_Activity_:
Set down each entry exactly as it stands, without altering a single character.

_Provided information_:
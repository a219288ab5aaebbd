//! Built-in question banks.
//!
//! Each bank is plain data built once on request. Question ids are prefixed
//! by system (`ap`, `enn`, `inst`, `mbti`, `soc`, `xi`) and unique across a bank.

mod deep;
mod quick;

pub use deep::deep_bank;
pub use quick::quick_bank;

use typology_core::quiz::{Contribution, QuizOption, QuizQuestion};
use typology_core::{QuizBank, QuizStrategy};

/// The built-in bank for a strategy.
pub fn standard_bank(strategy: QuizStrategy) -> QuizBank {
    match strategy {
        QuizStrategy::Quick => quick_bank(),
        QuizStrategy::Deep => deep_bank(),
    }
}

pub(crate) fn question<K, const N: usize>(
    id: &str,
    prompt: &str,
    options: [QuizOption<K>; N],
) -> QuizQuestion<K> {
    QuizQuestion::new(id, prompt, options.into())
}

/// Option crediting one candidate.
pub(crate) fn pick<K>(label: &str, candidate: K, points: i32) -> QuizOption<K> {
    QuizOption::single(label, candidate, points)
}

/// Option splitting credit over several candidates.
pub(crate) fn split<K, const N: usize>(label: &str, credits: [(K, i32); N]) -> QuizOption<K> {
    QuizOption::new(
        label,
        credits
            .into_iter()
            .map(|(candidate, points)| Contribution::new(candidate, points))
            .collect(),
    )
}

#[cfg(test)]
mod tests {
    use super::*;

    #[test]
    fn standard_banks_are_well_formed() {
        for strategy in QuizStrategy::all() {
            let bank = standard_bank(strategy);
            assert_eq!(bank.strategy, strategy);
            assert_eq!(bank.duplicate_id(), None);
            assert!(bank.total_questions() > 0);
            for id in bank.question_ids() {
                assert!(bank.option_count(id).unwrap_or(0) >= 2, "{id} needs options");
            }
        }
        assert!(deep_bank().total_questions() > quick_bank().total_questions());
    }
}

_Result below_:
repository a219288ab5aaebbd
//! Built-in question banks.
//!
//! Each bank is plain data built once on request. Question ids are prefixed
//! by system (`ap`, `enn`, `inst`, `mbti`, `soc`, `xi`) and unique across a bank.

mod deep;
mod quick;

pub use deep::deep_bank;
pub use quick::quick_bank;

use typology_core::quiz::{Contribution, QuizOption, QuizQuestion};
use typology_core::{QuizBank, QuizStrategy};

/// The built-in bank for a strategy.
pub fn standard_bank(strategy: QuizStrategy) -> QuizBank {
    match strategy {
        QuizStrategy::Quick => quick_bank(),
        QuizStrategy::Deep => deep_bank(),
    }
}

pub(crate) fn question<K, const N: usize>(
    id: &str,
    prompt: &str,
    options: [QuizOption<K>; N],
) -> QuizQuestion<K> {
    QuizQuestion::new(id, prompt, options.into())
}

/// Option crediting one candidate.
pub(crate) fn pick<K>(label: &str, candidate: K, points: i32) -> QuizOption<K> {
    QuizOption::single(label, candidate, points)
}

/// Option splitting credit over several candidates.
pub(crate) fn split<K, const N: usize>(label: &str, credits: [(K, i32); N]) -> QuizOption<K> {
    QuizOption::new(
        label,
        credits
            .into_iter()
            .map(|(candidate, points)| Contribution::new(candidate, points))
            .collect(),
    )
}

#[cfg(test)]
mod tests {
    use super::*;

    #[test]
    fn standard_banks_are_well_formed() {
        for strategy in QuizStrategy::all() {
            let bank = standard_bank(strategy);
            assert_eq!(bank.strategy, strategy);
            assert_eq!(bank.duplicate_id(), None);
            assert!(bank.total_questions() > 0);
            for id in bank.question_ids() {
                assert!(bank.option_count(id).unwrap_or(0) >= 2, "{id} needs options");
            }
        }
        assert!(deep_bank().total_questions() > quick_bank().total_questions());
    }
}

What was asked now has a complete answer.